[Start of Attachment]
use std::collections::HashMap;
use std::io::IsTerminal;

use extools_core::{
    App, Choice, Host, Region, RowCol, TextBuffer, WorkspaceContext, extract_variables,
};
use tokio::sync::oneshot;

use crate::picker;

/// Host backed by command-line flags: the active file stands in for the
/// editor view, the picker for the quick panel, stderr for the status bar.
pub struct CliHost {
    apps: Vec<App>,
    variables: HashMap<String, String>,
    buffer: Option<TextBuffer>,
    region: Region,
    /// Use the full-screen picker rather than the line prompt.
    interactive: bool,
}

impl CliHost {
    pub fn new(apps: Vec<App>, ctx: &WorkspaceContext, region: Region) -> Self {
        let buffer = ctx
            .file
            .as_deref()
            .and_then(|path| match TextBuffer::open(path) {
                Ok(buffer) => Some(buffer),
                Err(e) => {
                    tracing::warn!(path = %path.display(), error = %e, "active file unreadable, positions default to 1:1");
                    None
                }
            });
        Self {
            apps,
            variables: extract_variables(ctx),
            buffer,
            region,
            interactive: std::io::stdin().is_terminal() && std::io::stdout().is_terminal(),
        }
    }
}

impl Host for CliHost {
    fn apps(&self) -> Vec<App> {
        self.apps.clone()
    }

    fn workspace_variables(&self) -> HashMap<String, String> {
        self.variables.clone()
    }

    fn selection(&self) -> Region {
        self.region
    }

    fn row_col(&self, offset: usize) -> RowCol {
        self.buffer
            .as_ref()
            .map(|b| b.row_col(offset))
            .unwrap_or_default()
    }

    fn show_selection_list(&self, names: Vec<String>) -> oneshot::Receiver<Choice> {
        let (tx, rx) = oneshot::channel();
        let interactive = self.interactive;
        tokio::task::spawn_blocking(move || {
            let choice = if interactive {
                picker::pick(&names)
            } else {
                picker::prompt(&names, std::io::stdin().lock(), std::io::stderr())
            };
            match choice {
                Ok(choice) => {
                    let _ = tx.send(choice);
                }
                // Dropping tx resolves the receiver as cancelled
                Err(e) => tracing::warn!(error = %e, "selection list failed"),
            }
        });
        rx
    }

    fn report_status(&self, message: &str) {
        eprintln!("{message}");
    }
}
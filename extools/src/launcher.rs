use std::collections::HashMap;
use std::path::PathBuf;

use tokio::sync::oneshot;

use crate::app::{self, App, Command};
use crate::expand::{ExpandedCommand, expand_command};
use crate::spawn::{ProcessHandle, Spawner};
use crate::variables::{Environment, Region, RowCol, SelectionBounds, VariableMap, resolve};

#[derive(Debug, thiserror::Error)]
pub enum LaunchError {
    #[error("No apps defined")]
    NoAppsConfigured,
    #[error("App with id {0} not found")]
    AppNotFound(String),
    #[error("Failed to start {command}: {source}")]
    LaunchFailed {
        command: String,
        #[source]
        source: std::io::Error,
    },
}

/// Answer from the host's selection list.
#[derive(Clone, Copy, Debug, PartialEq, Eq)]
pub enum Choice {
    Selected(usize),
    Cancelled,
}

impl Choice {
    /// Map a list index where `-1` means "nothing picked".
    pub fn from_index(index: i64) -> Self {
        usize::try_from(index).map_or(Choice::Cancelled, Choice::Selected)
    }
}

/// The editing context the launcher runs in.
pub trait Host {
    /// Apps configured for the active view.
    fn apps(&self) -> Vec<App>;
    /// Path and workspace variables (`file`, `folder`, ...).
    fn workspace_variables(&self) -> HashMap<String, String>;
    /// First selection region of the active view.
    fn selection(&self) -> Region;
    /// Zero-based row/column of a character offset in the active view.
    fn row_col(&self, offset: usize) -> RowCol;
    /// Present `names` and resolve once with the user's choice. A dropped
    /// sender counts as cancellation.
    fn show_selection_list(&self, names: Vec<String>) -> oneshot::Receiver<Choice>;
    /// Transient user-facing status line.
    fn report_status(&self, message: &str);
}

/// What the caller asked for.
#[derive(Clone, Debug, PartialEq, Eq)]
pub enum Invocation {
    /// Run the configured app with this id.
    App { id: String },
    /// Run a raw command.
    Command {
        cmd: Command,
        name: Option<String>,
        working_dir: Option<String>,
    },
    /// Let the user pick an app.
    Select,
}

#[derive(Clone, Copy, Debug, PartialEq, Eq)]
pub enum Outcome {
    Launched(ProcessHandle),
    /// Selection was dismissed; nothing ran.
    Cancelled,
}

/// Expanded working directory, or `None` (inherit ours) when absent or blank.
pub fn resolve_working_dir(working_dir: Option<&str>, variables: &VariableMap) -> Option<PathBuf> {
    working_dir
        .map(|dir| variables.expand(dir))
        .filter(|dir| !dir.trim().is_empty())
        .map(PathBuf::from)
}

pub struct Launcher<H, S> {
    host: H,
    spawner: S,
}

impl<H: Host, S: Spawner> Launcher<H, S> {
    pub fn new(host: H, spawner: S) -> Self {
        Self { host, spawner }
    }

    pub fn host(&self) -> &H {
        &self.host
    }

    pub fn spawner(&self) -> &S {
        &self.spawner
    }

    /// Entry point: captures the environment once, dispatches, and reports
    /// any failure through the host's status line.
    pub async fn run(&self, invocation: Invocation) -> Result<Outcome, LaunchError> {
        let environment = Environment::capture();
        self.run_with_env(invocation, &environment).await
    }

    pub async fn run_with_env(
        &self,
        invocation: Invocation,
        environment: &Environment,
    ) -> Result<Outcome, LaunchError> {
        let result = match invocation {
            Invocation::App { id } => self.run_by_id(&id, &self.host.apps(), environment),
            Invocation::Command {
                cmd,
                name,
                working_dir,
            } => self.run_command(&cmd, name.as_deref(), working_dir.as_deref(), environment),
            Invocation::Select => self.select_and_run(&self.host.apps(), environment).await,
        };
        if let Err(e) = &result {
            self.host.report_status(&e.to_string());
        }
        result
    }

    /// Run the app whose id is `id`.
    pub fn run_by_id(
        &self,
        id: &str,
        apps: &[App],
        environment: &Environment,
    ) -> Result<Outcome, LaunchError> {
        // An empty picker would only ever cancel; say why instead.
        if apps.is_empty() {
            return Err(LaunchError::NoAppsConfigured);
        }
        let app = app::find(apps, id).ok_or_else(|| LaunchError::AppNotFound(id.to_string()))?;
        tracing::debug!(id, name = app.display_name(), "app resolved");
        let variables = self.variables(environment);
        self.launch(
            &app.cmd,
            Some(app.display_name()),
            app.working_dir(),
            &variables,
        )
    }

    /// Run a command that is not in the app list.
    pub fn run_command(
        &self,
        cmd: &Command,
        name: Option<&str>,
        working_dir: Option<&str>,
        environment: &Environment,
    ) -> Result<Outcome, LaunchError> {
        let variables = self.variables(environment);
        self.launch(cmd, name, working_dir, &variables)
    }

    /// Ask the host to pick an app, then run it by id.
    pub async fn select_and_run(
        &self,
        apps: &[App],
        environment: &Environment,
    ) -> Result<Outcome, LaunchError> {
        if apps.is_empty() {
            return Err(LaunchError::NoAppsConfigured);
        }
        let names = apps.iter().map(|a| a.display_name().to_string()).collect();
        let choice = self
            .host
            .show_selection_list(names)
            .await
            .unwrap_or(Choice::Cancelled);
        match choice {
            Choice::Selected(index) => match apps.get(index) {
                Some(app) => self.run_by_id(&app.id, apps, environment),
                None => {
                    tracing::warn!(index, count = apps.len(), "selection out of range");
                    Ok(Outcome::Cancelled)
                }
            },
            Choice::Cancelled => {
                tracing::debug!("selection cancelled");
                Ok(Outcome::Cancelled)
            }
        }
    }

    /// Variables for the host's current selection.
    pub fn variables(&self, environment: &Environment) -> VariableMap {
        let bounds = SelectionBounds::from_region(self.host.selection(), |offset| {
            self.host.row_col(offset)
        });
        resolve(bounds, &self.host.workspace_variables(), environment)
    }

    /// Expand and spawn. Does not wait for the process.
    pub fn launch(
        &self,
        cmd: &Command,
        name: Option<&str>,
        working_dir: Option<&str>,
        variables: &VariableMap,
    ) -> Result<Outcome, LaunchError> {
        let expanded = expand_command(cmd, variables);
        let cwd = resolve_working_dir(working_dir, variables);
        let shown_dir = cwd
            .as_deref()
            .map_or_else(|| "default dir".to_string(), |d| d.display().to_string());
        tracing::info!("External tool: {expanded} (in {shown_dir})");

        let label = name.map_or_else(|| expanded.to_string(), str::to_string);
        self.host.report_status(&format!("Start {label}"));

        let handle = self
            .spawner
            .spawn_detached(&expanded, cwd.as_deref())
            .map_err(|source| launch_failed(&expanded, source))?;
        tracing::debug!(pid = ?handle.pid, "spawned");
        Ok(Outcome::Launched(handle))
    }
}

fn launch_failed(command: &ExpandedCommand, source: std::io::Error) -> LaunchError {
    LaunchError::LaunchFailed {
        command: command.to_string(),
        source,
    }
}
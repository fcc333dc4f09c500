use std::collections::HashMap;
use std::path::{Path, PathBuf};

/// Paths describing the editing context the tool is launched from.
#[derive(Clone, Debug, Default)]
pub struct WorkspaceContext {
    /// Active file.
    pub file: Option<PathBuf>,
    /// Open folders; the first one is `${folder}`.
    pub folders: Vec<PathBuf>,
    /// Project file.
    pub project: Option<PathBuf>,
}

/// Name reported as `${platform}`.
pub fn platform() -> &'static str {
    if cfg!(target_os = "macos") {
        "OSX"
    } else if cfg!(windows) {
        "Windows"
    } else {
        "Linux"
    }
}

fn lossy(path: &Path) -> String {
    path.to_string_lossy().into_owned()
}

/// Insert `<prefix>`, `<prefix>_path`, `<prefix>_name`, `<prefix>_base_name`
/// and `<prefix>_extension` for `path`, skipping parts the path lacks.
fn insert_path_family(vars: &mut HashMap<String, String>, prefix: &str, path: &Path) {
    vars.insert(prefix.to_string(), lossy(path));
    if let Some(parent) = path.parent().filter(|p| !p.as_os_str().is_empty()) {
        vars.insert(format!("{prefix}_path"), lossy(parent));
    }
    if let Some(name) = path.file_name() {
        vars.insert(format!("{prefix}_name"), name.to_string_lossy().into_owned());
    }
    if let Some(stem) = path.file_stem() {
        vars.insert(format!("{prefix}_base_name"), stem.to_string_lossy().into_owned());
    }
    if let Some(ext) = path.extension() {
        vars.insert(format!("{prefix}_extension"), ext.to_string_lossy().into_owned());
    }
}

/// Path and workspace variables for `ctx`.
pub fn extract_variables(ctx: &WorkspaceContext) -> HashMap<String, String> {
    let mut vars = HashMap::new();
    vars.insert("platform".to_string(), platform().to_string());

    if let Some(file) = &ctx.file {
        insert_path_family(&mut vars, "file", file);
    }
    if let Some(project) = &ctx.project {
        insert_path_family(&mut vars, "project", project);
    }

    let folder = ctx.folders.first().cloned().or_else(|| {
        ctx.file
            .as_deref()
            .and_then(Path::parent)
            .filter(|p| !p.as_os_str().is_empty())
            .map(Path::to_path_buf)
    });
    if let Some(folder) = folder {
        vars.insert("folder".to_string(), lossy(&folder));
    }

    vars
}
[End of Attachment]
• Task item: What is the number of lines in the listing above that hold "impl"? Respond with that number and nothing else.

• Solution to the problem: 4